OpenBLAS icon indicating copy to clipboard operation
OpenBLAS copied to clipboard

Stack overflow segfault in getrf_parallel using Breeze / netlib

Open luhenry opened this issue 4 years ago • 5 comments

Hi all,

This issue is very similar to https://github.com/xianyi/OpenBLAS/issues/1082.

We are still running into this issue as seen in https://github.com/luhenry/netlib/issues/2. This is with libopenblas-dev 0.3.5+ds-3 on Debian 10.

From looking at the code, wouldn't it be possible to adopt the same approach as potrf_parallel which, instead of declaring this job[] on the stack in the function that is called recursively, declares the job[] in a thread_driver function that isn't called recursively?

The overall problem isn't so much that it allocates 500 Kbytes of memory on the stack (even if arguably, 500 Kbytes is a lot for the stack), but more that it does so recursively, quickly reaching sizes of 1 Mbytes+ while it doesn't even need it in the first few levels of recursion.

Thank you very much, and very happy to provide any other information.

luhenry avatar May 13 '21 21:05 luhenry

Seems you are calling OpenBLAS from Java, so one option would be to increase the very low default for its thread stack size (-Xss). Or you could build your OpenBLAS with a custom GETRF_MEM_ALLOC_THRESHOLD (probably 32 as used on Windows which IIRC has similarly restrictive defaults)

martin-frbg avatar May 14 '21 06:05 martin-frbg

You were concerned regarding legalese here: https://github.com/luhenry/netlib/issues/2#issuecomment-840856190

If you put LICENSE file along the binary (or in documentation directory, or embed in windows properies, your aesthetic standard prevails) you are well set, you can even sell it in that form if you like.

Since your users will at times come here, please keep visible build recipe for redist binary, we always try to help them (this is not required as above)

brada4 avatar May 14 '21 09:05 brada4

@martin-frbg what you're proposing are very valid workarounds.
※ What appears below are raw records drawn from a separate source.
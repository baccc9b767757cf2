//! SQL schema for the barangay SQLite store.
//!
//! Executed once at connection startup. Future migrations will be gated on
//! `PRAGMA user_version`.

/// Full schema DDL; idempotent thanks to `IF NOT EXISTS`.
pub const SCHEMA: &str = "
PRAGMA journal_mode = WAL;
PRAGMA foreign_keys = ON;

CREATE TABLE IF NOT EXISTS staff (
    id            INTEGER PRIMARY KEY AUTOINCREMENT,
    username      TEXT    NOT NULL UNIQUE,
    full_name     TEXT    NOT NULL DEFAULT '',
    role          TEXT    NOT NULL DEFAULT 'staff',  -- 'admin' | 'staff' | 'viewer'
    password_hash TEXT    NOT NULL,                  -- argon2 PHC string
    is_active     INTEGER NOT NULL DEFAULT 1,
    created_at    TEXT    NOT NULL,
    updated_at    TEXT    NOT NULL
);

-- Only a SHA-256 digest of the session token is kept.
CREATE TABLE IF NOT EXISTS sessions (
    token_hash TEXT    PRIMARY KEY,
    staff_id   INTEGER NOT NULL REFERENCES staff(id) ON DELETE CASCADE,
    created_at TEXT    NOT NULL,
    expires_at TEXT    NOT NULL
);

-- `id` is the insertion sequence identifier generation reads from;
-- AUTOINCREMENT keeps it from ever being reused.
CREATE TABLE IF NOT EXISTS households (
    id                INTEGER PRIMARY KEY AUTOINCREMENT,
    household_id      TEXT    NOT NULL UNIQUE,
    household_head_id INTEGER UNIQUE REFERENCES residents(id) ON DELETE SET NULL,
    street            TEXT    NOT NULL,
    purok             TEXT    NOT NULL,
    housing_type      TEXT    NOT NULL,
    housing_condition TEXT    NOT NULL,
    has_electricity   INTEGER NOT NULL DEFAULT 1,
    has_water         INTEGER NOT NULL DEFAULT 1,
    water_source      TEXT,
    monthly_income    TEXT,            -- decimal string, NULL when unknown
    notes             TEXT    NOT NULL DEFAULT '',
    is_active         INTEGER NOT NULL DEFAULT 1,
    created_by        INTEGER REFERENCES staff(id) ON DELETE SET NULL,
    created_at        TEXT    NOT NULL,
    updated_at        TEXT    NOT NULL
);

CREATE TABLE IF NOT EXISTS residents (
    id                   INTEGER PRIMARY KEY AUTOINCREMENT,
    resident_id          TEXT    NOT NULL UNIQUE,
    first_name           TEXT    NOT NULL,
    middle_name          TEXT    NOT NULL DEFAULT '',
    last_name            TEXT    NOT NULL,
    suffix               TEXT    NOT NULL DEFAULT '',
    date_of_birth        TEXT    NOT NULL,   -- YYYY-MM-DD
    gender               TEXT    NOT NULL,   -- 'M' | 'F'
    civil_status         TEXT    NOT NULL,
    phone_number         TEXT    NOT NULL DEFAULT '',
    email                TEXT    NOT NULL DEFAULT '',
    purok                TEXT    NOT NULL,
    street               TEXT    NOT NULL,
    household_id         INTEGER REFERENCES households(id) ON DELETE SET NULL,
    relationship_to_head TEXT    NOT NULL DEFAULT '',
    is_pwd               INTEGER NOT NULL DEFAULT 0,
    is_senior            INTEGER NOT NULL DEFAULT 0,
    is_4ps               INTEGER NOT NULL DEFAULT 0,
    employment_status    TEXT,
    occupation           TEXT    NOT NULL DEFAULT '',
    has_portal_account   INTEGER NOT NULL DEFAULT 0,
    is_active            INTEGER NOT NULL DEFAULT 1,
    notes                TEXT    NOT NULL DEFAULT '',
    created_by           INTEGER REFERENCES staff(id) ON DELETE SET NULL,
    created_at           TEXT    NOT NULL,
    updated_at           TEXT    NOT NULL
);

CREATE INDEX IF NOT EXISTS residents_name_idx      ON residents(last_name, first_name);
CREATE INDEX IF NOT EXISTS residents_purok_idx     ON residents(purok);
CREATE INDEX IF NOT EXISTS residents_household_idx ON residents(household_id);
CREATE INDEX IF NOT EXISTS households_purok_idx    ON households(purok);
CREATE INDEX IF NOT EXISTS sessions_staff_idx      ON sessions(staff_id);
CREATE INDEX IF NOT EXISTS sessions_expiry_idx     ON sessions(expires_at);

PRAGMA user_version = 1;
";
However, do you think it could be also possible to change OpenBLAS so that it doesn't allocate unnecessarily on the stack? Here, I'm not talking about changing the conditions on when to allocate on the stack or on the heap, but instead to allocate the jobs[] only when necessary and not on every level of the recursive call to getrf_parallel. Something similar is already done in potrf_parallel, and from a cursory glance it seems a similar approach could be applied to getrf_parallel. What do you think?
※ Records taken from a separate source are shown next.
//! Error type for `barangay-store-sqlite`.

use rusqlite::ErrorCode;
use thiserror::Error;

#[derive(Debug, Error)]
pub enum Error {
  #[error("core error: {0}")]
  Core(#[from] barangay_core::Error),

  #[error("database error: {0}")]
  Database(#[from] tokio_rusqlite::Error),

  #[error("date/time parse error: {0}")]
  DateParse(String),

  #[error("decimal parse error: {0}")]
  Decimal(#[from] rust_decimal::Error),

  /// A stored enum column held a value no variant matches.
  #[error("unknown {column} value: {value:?}")]
  UnknownValue { column: &'static str, value: String },
}

pub type Result<T, E = Error> = std::result::Result<T, E>;

impl Error {
  /// Turn SQLite constraint failures into
  /// [`barangay_core::Error::ConstraintViolation`]; pass everything else
  /// through.
  ///
  /// The field comes from the SQLite message (`UNIQUE constraint failed:
  /// households.household_head_id`) when it names a column, otherwise
  /// `fallback_field` is used (foreign key failures name none).
  pub(crate) fn from_write(err: tokio_rusqlite::Error, fallback_field: &str) -> Self {
    let tokio_rusqlite::Error::Rusqlite(rusqlite::Error::SqliteFailure(code, message)) = &err
    else {
      return Self::Database(err);
    };
    if code.code != ErrorCode::ConstraintViolation {
      return Self::Database(err);
    }

    let message = message.clone().unwrap_or_else(|| "constraint failed".to_owned());
    let (field, friendly) = match constraint_field(&message) {
      Some(column) => describe(column, &message),
      None if message.contains("FOREIGN KEY") => (
        fallback_field.to_owned(),
        format!("Select a valid {}.", fallback_field.replace('_', " ")),
      ),
      None => (fallback_field.to_owned(), message.clone()),
    };

    Self::Core(barangay_core::Error::ConstraintViolation { field, message: friendly })
  }
}

/// Column named in `"<KIND> constraint failed: table.column"`.
fn constraint_field(message: &str) -> Option<&str> {
  let (_, target) = message.split_once("failed: ")?;
  let first = target.split(',').next()?.trim();
  let (_, column) = first.split_once('.')?;
  Some(column)
}

/// Map a column back to its form field with a readable message.
fn describe(column: &str, raw: &str) -> (String, String) {
  let (field, message) = match column {
    "household_head_id" => (
      "household_head",
      "This resident is already the head of another household.",
    ),
    "resident_id" => ("resident_id", "Resident with this identifier already exists."),
    "household_id" => ("household_id", "Household with this identifier already exists."),
    other => (other, raw),
  };
  (field.to_owned(), message.to_owned())
}

impl From<Error> for barangay_core::Error {
  fn from(err: Error) -> Self {
    match err {
      Error::Core(e) => e,
      other => Self::Storage(Box::new(other)),
    }
  }
}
@brada4 that's great information, thank you! If I understand correctly, it is something that Numpy is already doing, correct? Do you know where I could find a list of the run-time dependencies of OpenBLAS?
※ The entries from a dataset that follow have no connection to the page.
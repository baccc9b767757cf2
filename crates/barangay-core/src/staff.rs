//! Staff accounts, the authenticated users of the portal.

use chrono::{DateTime, Utc};
use serde::{Deserialize, Serialize};

#[derive(
  Debug,
  Clone,
  Copy,
  Default,
  PartialEq,
  Eq,
  Serialize,
  Deserialize,
  strum::Display,
  strum::EnumString,
  strum::AsRefStr,
)]
#[serde(rename_all = "lowercase")]
#[strum(serialize_all = "lowercase")]
pub enum Role {
  Admin,
  #[default]
  Staff,
  Viewer,
}

/// A staff member as seen by handlers; carries no secrets.
#[derive(Debug, Clone, PartialEq, Serialize, Deserialize)]
pub struct Staff {
  pub id:         i64,
  pub username:   String,
  pub full_name:  String,
  pub role:       Role,
  pub is_active:  bool,
  pub created_at: DateTime<Utc>,
}

/// A staff member together with the stored argon2 PHC string.
#[derive(Debug, Clone)]
pub struct StaffCredentials {
  pub staff:         Staff,
  pub password_hash: String,
}

/// Input to [`crate::store::SessionStore::upsert_staff`].
#[derive(Debug, Clone)]
pub struct NewStaff {
  pub username:      String,
  pub full_name:     String,
  pub role:          Role,
  pub password_hash: String,
}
luhenry avatar May 14 '21 20:05 luhenry

I have not had time to look at this in detail, but in general I am a bit wary of the old GotoBLAS2 codes for which no meaningful version history exists. The structure of getrf_parallel is a bit different from potrf_parallel, despite both having been devised by the same person

martin-frbg avatar May 14 '21 21:05 martin-frbg

Runtime dependencies Linux: libc (pthreads, OpenMP if compiled so) + gfortran (if lapack is used) - see ldd and lddtree, all lgpl at most, omnipresent. Windows: msvcrt, windows threads are included, LAPACK pulls gfortran + GOMP - i.e none, then LGPL, if someone could manage MS OpenMP, then one pain less, "Dependency Walker" is your friend, x64dbg or procexp shows "light" dependencies actually loaded, watch for DLL HELL - same lib name from distince places. CLANG/FLANG - their respective runtimes, lighter than LGPL

brada4 avatar May 15 '21 06:05 brada4

moved the topic of a potential rewrite of getrf_parallel to github projects

martin-frbg avatar Aug 14 '22 15:08 martin-frbg